Federal Reserve Created Bitcoin and Other Percolating Bubbles – Michael Carino, Greenwich Endeavors

Friday, December 8, 2017
By Paul Martin

by Greenwich Endeavors
ZeroHedge.com
Dec 7, 2017

The Federal Reserve’s tools for achieving its dual mandate
of low inflation and full employment manipulate interest rates and therefore
markets. This manipulation of rates reverberates
globally. Their manipulation historically had been more light handed and
invisible to most of the public. However, over the last decade, their impact on
interest rates and yield levels have been the most dramatic in the history of
the Federal Reserve.

Whenever you have policies that are extreme, it is best to
stay at extremes for the shortest time possible. Newly employed policies always have unknown
and unexplored side effects that can prove to be harmful and detrimental. For instance, pharmaceutical companies have a
long testing period before new products can be offered to the public. But monetary policy works with impunity towards
negative consequences.
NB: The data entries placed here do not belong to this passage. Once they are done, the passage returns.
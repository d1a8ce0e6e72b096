//! End-to-end tests for the planning pipeline.

mod common;

use renewable_planner::error::{PipelineError, RequestError};
use renewable_planner::finance::FinancingOption;
use renewable_planner::optimizer::PlanStatus;
use renewable_planner::pipeline::{PipelineResult, PipelineState, Stage, StageOutcome};
use renewable_planner::request::{PipelineRequest, SensitivityConfig, VppaConfig};
use renewable_planner::resource::Provenance;
use renewable_planner::sensitivity::SensitivityResult;

fn run(request: &PipelineRequest) -> PipelineResult {
    common::offline_orchestrator()
        .run(request)
        .expect("request should be valid")
}

fn sensitivity(result: &PipelineResult) -> &SensitivityResult {
    result
        .stages
        .sensitivity
        .payload()
        .expect("sensitivity should have run")
}

fn with_iterations(iterations: usize, seed: u64) -> PipelineRequest {
    PipelineRequest {
        sensitivity: Some(SensitivityConfig {
            iterations,
            seed: Some(seed),
            ..SensitivityConfig::default()
        }),
        ..common::scenario_a()
    }
}

#[test]
fn scenario_a_produces_a_plan_and_payback() {
    let result = run(&common::scenario_a());
    assert!(result.success);
    assert_eq!(result.state, PipelineState::Completed);
    assert!(!result.has_fatal_error());

    let plan = result.summary.optimal_plan.expect("plan should be present");
    assert!(plan.solar_kw >= 0.0);
    assert!(plan.wind_kw >= 0.0);
    assert!(plan.battery_kwh >= 0.0);

    let best = result.summary.financial_best_case.expect("financials present");
    assert_eq!(best.source, FinancingOption::Ownership);
    assert!(best.payback_months.expect("ownership payback") > 0.0);

    assert!(result.stages.planner.is_success());
    assert!(result.stages.optimizer.is_success());
    assert!(result.stages.pue.is_success());
    assert!(result.stages.financial.is_success());
    assert!(result.stages.sensitivity.is_success());
    assert!(result.summary.risk_profile.is_some());
    assert!(result.execution_time_ms >= 0.0);
}

#[test]
fn plan_respects_caps_and_budget() {
    let request = PipelineRequest {
        date_range: Some(common::short_range()),
        sensitivity: None,
        ..PipelineRequest::hot_climate()
    };
    let result = run(&request);
    let plan = result.summary.optimal_plan.unwrap();
    let caps = &request.constraints;
    assert!(plan.solar_kw <= caps.max_solar_kw.unwrap());
    assert!(plan.wind_kw <= caps.max_wind_kw.unwrap());
    assert!(plan.battery_kwh <= caps.max_battery_kwh.unwrap());
    if plan.status != PlanStatus::InfeasibleRelaxed {
        assert!(plan.total_cost_usd <= caps.budget);
    }
}

#[test]
fn infeasible_target_is_relaxed_not_failed() {
    let mut request = common::scenario_a();
    request.constraints.budget = 50_000.0;
    request.constraints.target_renewable_fraction = 1.0;
    let result = run(&request);
    assert!(result.success);
    let plan = result.summary.optimal_plan.unwrap();
    assert_eq!(plan.status, PlanStatus::InfeasibleRelaxed);
    assert!(plan.total_cost_usd <= 50_000.0);
    assert!(
        result
            .errors
            .iter()
            .any(|e| e.stage == Stage::Optimizer && e.recoverable)
    );
}

#[test]
fn scenario_b_forward_curve_drives_settlement() {
    let request = PipelineRequest {
        vppa: Some(VppaConfig {
            consider_vppa: true,
            strike_price: 95.0,
            contract_duration: 10,
            forward_curve: Some(vec![
                90.0, 92.0, 94.0, 96.0, 98.0, 100.0, 102.0, 104.0, 106.0, 108.0,
            ]),
            contracted_volume_mwh: None,
        }),
        sensitivity: None,
        ..common::scenario_a()
    };
    let result = run(&request);
    assert!(result.success);

    let financial = result.stages.financial.payload().unwrap();
    let vppa = financial.vppa.as_ref().expect("VPPA analysis present");
    let flows = &vppa.annual_cash_flows;
    assert_eq!(flows.len(), 10);
    assert_eq!(flows[0].market_price, 90.0);
    assert_eq!(flows[1].market_price, 92.0);
    assert_eq!(flows[2].market_price, 94.0);
    assert!(vppa.volume_mwh > 0.0);
}

#[test]
fn short_forward_curve_holds_last_price() {
    let request = PipelineRequest {
        date_range: Some(common::short_range()),
        ..PipelineRequest::vppa_hedge()
    };
    let result = run(&request);
    let vppa = result.stages.financial.payload().unwrap().vppa.clone().unwrap();
    assert_eq!(vppa.annual_cash_flows[7].market_price, 108.0);
    assert_eq!(vppa.annual_cash_flows[9].market_price, 108.0);
}

#[test]
fn scenario_c_zero_resource_falls_back_to_synthetic() {
    let result = common::orchestrator_with(common::ZeroSource)
        .run(&common::scenario_a())
        .unwrap();
    assert!(result.success);

    let plan = result.stages.planner.payload().unwrap();
    assert_eq!(plan.series.provenance.solar, Provenance::Synthetic);
    assert_eq!(plan.series.provenance.wind, Provenance::Synthetic);
    assert!(plan.fallback_reason.is_some());
    assert!(
        result
            .errors
            .iter()
            .any(|e| e.stage == Stage::Planner && e.recoverable)
    );
}

#[test]
fn unreachable_source_still_completes() {
    let result = common::unreachable_orchestrator()
        .run(&common::scenario_a())
        .unwrap();
    assert!(result.success);
    let plan = result.stages.planner.payload().unwrap();
    assert_eq!(plan.series.source, "synthetic");
    assert!(!plan.cache_hit);
}

#[test]
fn cache_outage_is_silent() {
    let result = common::cache_down_orchestrator(common::SteadySource)
        .run(&common::scenario_a())
        .unwrap();
    assert!(result.success);

    let plan = result.stages.planner.payload().unwrap();
    assert_eq!(plan.series.provenance.solar, Provenance::Api);
    assert_eq!(plan.series.provenance.wind, Provenance::Api);
    assert_eq!(plan.series.source, "steady");
    assert!(!plan.cache_hit);
    assert!(plan.fallback_reason.is_none());
    assert!(result.errors.iter().all(|e| e.stage != Stage::Planner));
}

#[test]
fn zero_target_builds_nothing() {
    let mut request = common::scenario_a();
    request.constraints.target_renewable_fraction = 0.0;
    let result = run(&request);
    assert!(result.success);
    let plan = result.summary.optimal_plan.unwrap();
    assert_eq!(plan.solar_kw, 0.0);
    assert_eq!(plan.wind_kw, 0.0);
    assert_eq!(plan.battery_kwh, 0.0);
    assert_eq!(plan.total_cost_usd, 0.0);
    assert_eq!(plan.status, PlanStatus::ZeroBuild);
}

#[test]
fn fatal_financial_error_skips_sensitivity_and_keeps_earlier_stages() {
    let healthy = run(&common::scenario_a());

    let mut request = common::scenario_a();
    request.pricing.electricity_usd_per_kwh = 1e308;
    let result = run(&request);

    assert!(!result.success);
    assert_eq!(result.state, PipelineState::Failed);
    assert!(result.has_fatal_error());
    match &result.stages.financial {
        StageOutcome::Failed { recoverable, .. } => assert!(!recoverable),
        other => panic!("financial stage should fail, got {}", other.status()),
    }
    assert!(result.stages.sensitivity.is_skipped());

    assert_eq!(
        result.stages.planner.payload(),
        healthy.stages.planner.payload()
    );
    assert_eq!(
        result.stages.optimizer.payload().map(|o| o.plan),
        healthy.stages.optimizer.payload().map(|o| o.plan)
    );
    assert_eq!(
        result.stages.pue.payload(),
        healthy.stages.pue.payload()
    );
    assert!(result.summary.optimal_plan.is_some());
    assert!(result.summary.financial_best_case.is_none());
    assert!(result.summary.risk_profile.is_none());
}

#[test]
fn sensitivity_not_requested_is_skipped_not_failed() {
    let request = PipelineRequest {
        sensitivity: None,
        ..common::scenario_a()
    };
    let result = run(&request);
    assert!(result.success);
    assert_eq!(
        result.stages.sensitivity,
        StageOutcome::skipped("not requested")
    );
    assert!(result.summary.risk_profile.is_none());
    assert!(result.errors.iter().all(|e| e.stage != Stage::Sensitivity));
}

#[test]
fn fixed_seed_is_idempotent() {
    let request = with_iterations(300, 2024);
    let a = run(&request);
    let b = run(&request);
    assert_eq!(sensitivity(&a), sensitivity(&b));
    assert_eq!(a.summary.risk_profile, b.summary.risk_profile);
}

#[test]
fn more_iterations_give_tighter_estimates() {
    let coarse = run(&with_iterations(50, 9));
    let fine = run(&with_iterations(1500, 9));
    assert!(sensitivity(&fine).npv.standard_error < sensitivity(&coarse).npv.standard_error);
    assert_eq!(sensitivity(&fine).iterations, 1500);
}

#[test]
fn result_serializes_with_wire_names() {
    let request = PipelineRequest {
        sensitivity: None,
        ..common::scenario_a()
    };
    let json = serde_json::to_value(run(&request)).unwrap();
    assert_eq!(json["success"], true);
    assert!(json["executionTimeMs"].is_number());
    assert_eq!(json["state"], "completed");
    assert_eq!(json["stages"]["planner"]["status"], "success");
    assert_eq!(json["stages"]["sensitivity"]["status"], "skipped");
    assert!(json["summary"]["optimal_plan"]["solar_kw"].is_number());
    assert!(json["summary"]["environmental"]["equivalent_cars_removed"].is_number());
    assert!(json["summary"].get("risk_profile").is_none());
}

#[test]
fn invalid_request_is_rejected_before_any_stage() {
    let mut request = common::scenario_a();
    request.coordinates.longitude = 200.0;
    let err = common::offline_orchestrator().run(&request).unwrap_err();
    match err {
        PipelineError::Request(RequestError::Invalid(errors)) => {
            assert_eq!(errors[0].field, "coordinates.longitude");
        }
        other => panic!("unexpected error: {other}"),
    }
}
No accountability
and the subterfuge of finding other scape goats encourage testing these extremes.

During economic downturns, the Federal Reserve experiences
pressure from politicians and the public to act in whatever manner necessary. Pressure to adequately address what are normal
and healthy corrections in long business cycles is smothering and the Federal
Reserve members oblige. But obliging
over the past decade without reverting policy back to normal has created unprecedented
low levels of interest rates and trillions in bonds on the Fed’s balance sheet,
flooding the banking system with an unhealthy amount of funds.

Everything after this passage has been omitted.